What this task involves →
Would you copy out only the lines from the one with "let conflicts = vec![booking(c.id, BookingStatus::Approved)];" to the end of the records, exactly as they stand?

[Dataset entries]
use ulid::Ulid;

use crate::limits::*;
use crate::model::*;

use super::availability::conflicts_in;
use super::EngineError;

pub(crate) fn today() -> Day {
    chrono::Local::now().date_naive()
}

pub(crate) fn require_text(value: &str, field: &'static str) -> Result<(), EngineError> {
    if value.trim().is_empty() {
        return Err(EngineError::MissingField(field));
    }
    check_text_len(value)
}

pub(crate) fn check_text_len(value: &str) -> Result<(), EngineError> {
    if value.len() > MAX_TEXT_LEN {
        return Err(EngineError::LimitExceeded("text field too long"));
    }
    Ok(())
}

pub(crate) fn validate_range(start: Day, end: Day) -> Result<DateRange, EngineError> {
    let range = DateRange::new(start, end)?;
    if range.days() > MAX_BOOKING_DAYS {
        return Err(EngineError::LimitExceeded("booking too long"));
    }
    Ok(range)
}

/// Live bookings on `car_id` overlapping `range`, skipping `exclude`
/// (the booking being edited).
pub(crate) fn find_conflicts(
    bookings: &[Booking],
    car_id: Ulid,
    range: &DateRange,
    exclude: Option<Ulid>,
) -> Vec<Booking> {
    let conflicts: Vec<Booking> = conflicts_in(car_id, range, bookings)
        .filter(|b| Some(b.id) != exclude)
        .cloned()
        .collect();
    if !conflicts.is_empty() {
        metrics::counter!(crate::observability::BOOKING_CONFLICTS_TOTAL).increment(1);
    }
    conflicts
}

/// Overlaps are allowed only when the caller flagged the booking as a rebooking.
pub(crate) fn check_rebooking(conflicts: &[Booking], rebooking: bool) -> Result<(), EngineError> {
    if !conflicts.is_empty() && !rebooking {
        return Err(EngineError::Conflict(conflicts.iter().map(|b| b.id).collect()));
    }
    Ok(())
}

/// Keep the car's status in step with its Approved bookings. Maintenance is
/// an owner decision and is never changed here.
pub(crate) fn sync_car_status(cars: &mut [Car], bookings: &[Booking], car_id: Ulid) -> bool {
    let Some(car) = cars.iter_mut().find(|c| c.id == car_id) else {
        return false;
    };
    let has_approved = bookings
        .iter()
        .any(|b| b.car_id == car_id && b.status == BookingStatus::Approved);
    let next = match car.status {
        CarStatus::Maintenance => return false,
        CarStatus::Available if has_approved => CarStatus::Booked,
        CarStatus::Booked if !has_approved => CarStatus::Available,
        current => current,
    };
    let changed = next != car.status;
    car.status = next;
    changed
}

#[cfg(test)]
mod tests {
    use super::*;

    fn d(s: &str) -> Day {
        s.parse().unwrap()
    }

    fn car(status: CarStatus) -> Car {
        Car {
            id: Ulid::new(),
            owner: "acme".into(),
            name: "Noah".into(),
            plate_number: "UBB 001A".into(),
            model: "Toyota".into(),
            status,
            last_service_date: None,
            next_service_date: None,
        }
    }

    fn booking(car_id: Ulid, status: BookingStatus) -> Booking {
        Booking {
            id: Ulid::new(),
            owner: "acme".into(),
            car_id,
            customer_name: "C".into(),
            contact: "c@example.com".into(),
            start_date: d("2024-06-01"),
            end_date: d("2024-06-05"),
            purpose: None,
            amount_paid: 0,
            status,
            rebooking: false,
        }
    }

    #[test]
    fn find_conflicts_skips_excluded_booking() {
        let c = car(CarStatus::Available);
        let own = booking(c.id, BookingStatus::Approved);
        let other = booking(c.id, BookingStatus::Pending);
        let range = own.range();
        let found = find_conflicts(&[own.clone(), other.clone()], c.id, &range, Some(own.id));
        assert_eq!(found, vec![other]);
    }

    #[test]
    fn rebooking_flag_accepts_overlap() {
        let c = car(CarStatus::Available);
        let conflicts = vec![booking(c.id, BookingStatus::Approved)];
        assert!(matches!(
            check_rebooking(&conflicts, false),
            Err(EngineError::Conflict(ids)) if ids == vec![conflicts[0].id]
        ));
        assert!(check_rebooking(&conflicts, true).is_ok());
        assert!(check_rebooking(&[], false).is_ok());
    }

    #[test]
    fn validate_range_limits_length() {
        assert!(validate_range(d("2024-01-01"), d("2024-01-10")).is_ok());
        assert!(matches!(
            validate_range(d("2024-01-10"), d("2024-01-01")),
            Err(EngineError::InvalidRange(_))
        ));
        assert!(matches!(
            validate_range(d("2020-01-01"), d("2024-01-01")),
            Err(EngineError::LimitExceeded(_))
        ));
    }

    #[test]
    fn require_text_rejects_blank() {
        assert!(matches!(
            require_text("   ", "name"),
            Err(EngineError::MissingField("name"))
        ));
        assert!(require_text("Premio", "name").is_ok());
    }

    #[test]
    fn sync_marks_booked_then_available() {
        let c = car(CarStatus::Available);
        let mut cars = vec![c.clone()];
        let mut bookings = vec![booking(c.id, BookingStatus::Approved)];
        assert!(sync_car_status(&mut cars, &bookings, c.id));
        assert_eq!(cars[0].status, CarStatus::Booked);

        bookings[0].status = BookingStatus::Completed;
        assert!(sync_car_status(&mut cars, &bookings, c.id));
        assert_eq!(cars[0].status, CarStatus::Available);
    }

    #[test]
    fn sync_leaves_maintenance_alone() {
        let c = car(CarStatus::Maintenance);
        let mut cars = vec![c.clone()];
        let bookings = vec![booking(c.id, BookingStatus::Approved)];
        assert!(!sync_car_status(&mut cars, &bookings, c.id));
        assert_eq!(cars[0].status, CarStatus::Maintenance);
    }
}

Your response →
        let conflicts = vec![booking(c.id, BookingStatus::Approved)];
        assert!(matches!(
            check_rebooking(&conflicts, false),
            Err(EngineError::Conflict(ids)) if ids == vec![conflicts[0].id]
        ));
        assert!(check_rebooking(&conflicts, true).is_ok());
        assert!(check_rebooking(&[], false).is_ok());
    }

    #[test]
    fn validate_range_limits_length() {
        assert!(validate_range(d("2024-01-01"), d("2024-01-10")).is_ok());
        assert!(matches!(
            validate_range(d("2024-01-10"), d("2024-01-01")),
            Err(EngineError::InvalidRange(_))
        ));
        assert!(matches!(
            validate_range(d("2020-01-01"), d("2024-01-01")),
            Err(EngineError::LimitExceeded(_))
        ));
    }

    #[test]
    fn require_text_rejects_blank() {
        assert!(matches!(
            require_text("   ", "name"),
            Err(EngineError::MissingField("name"))
        ));
        assert!(require_text("Premio", "name").is_ok());
    }

    #[test]
    fn sync_marks_booked_then_available() {
        let c = car(CarStatus::Available);
        let mut cars = vec![c.clone()];
        let mut bookings = vec![booking(c.id, BookingStatus::Approved)];
        assert!(sync_car_status(&mut cars, &bookings, c.id));
        assert_eq!(cars[0].status, CarStatus::Booked);

        bookings[0].status = BookingStatus::Completed;
        assert!(sync_car_status(&mut cars, &bookings, c.id));
        assert_eq!(cars[0].status, CarStatus::Available);
    }

    #[test]
    fn sync_leaves_maintenance_alone() {
        let c = car(CarStatus::Maintenance);
        let mut cars = vec![c.clone()];
        let bookings = vec![booking(c.id, BookingStatus::Approved)];
        assert!(!sync_car_status(&mut cars, &bookings, c.id));
        assert_eq!(cars[0].status, CarStatus::Maintenance);
    }
}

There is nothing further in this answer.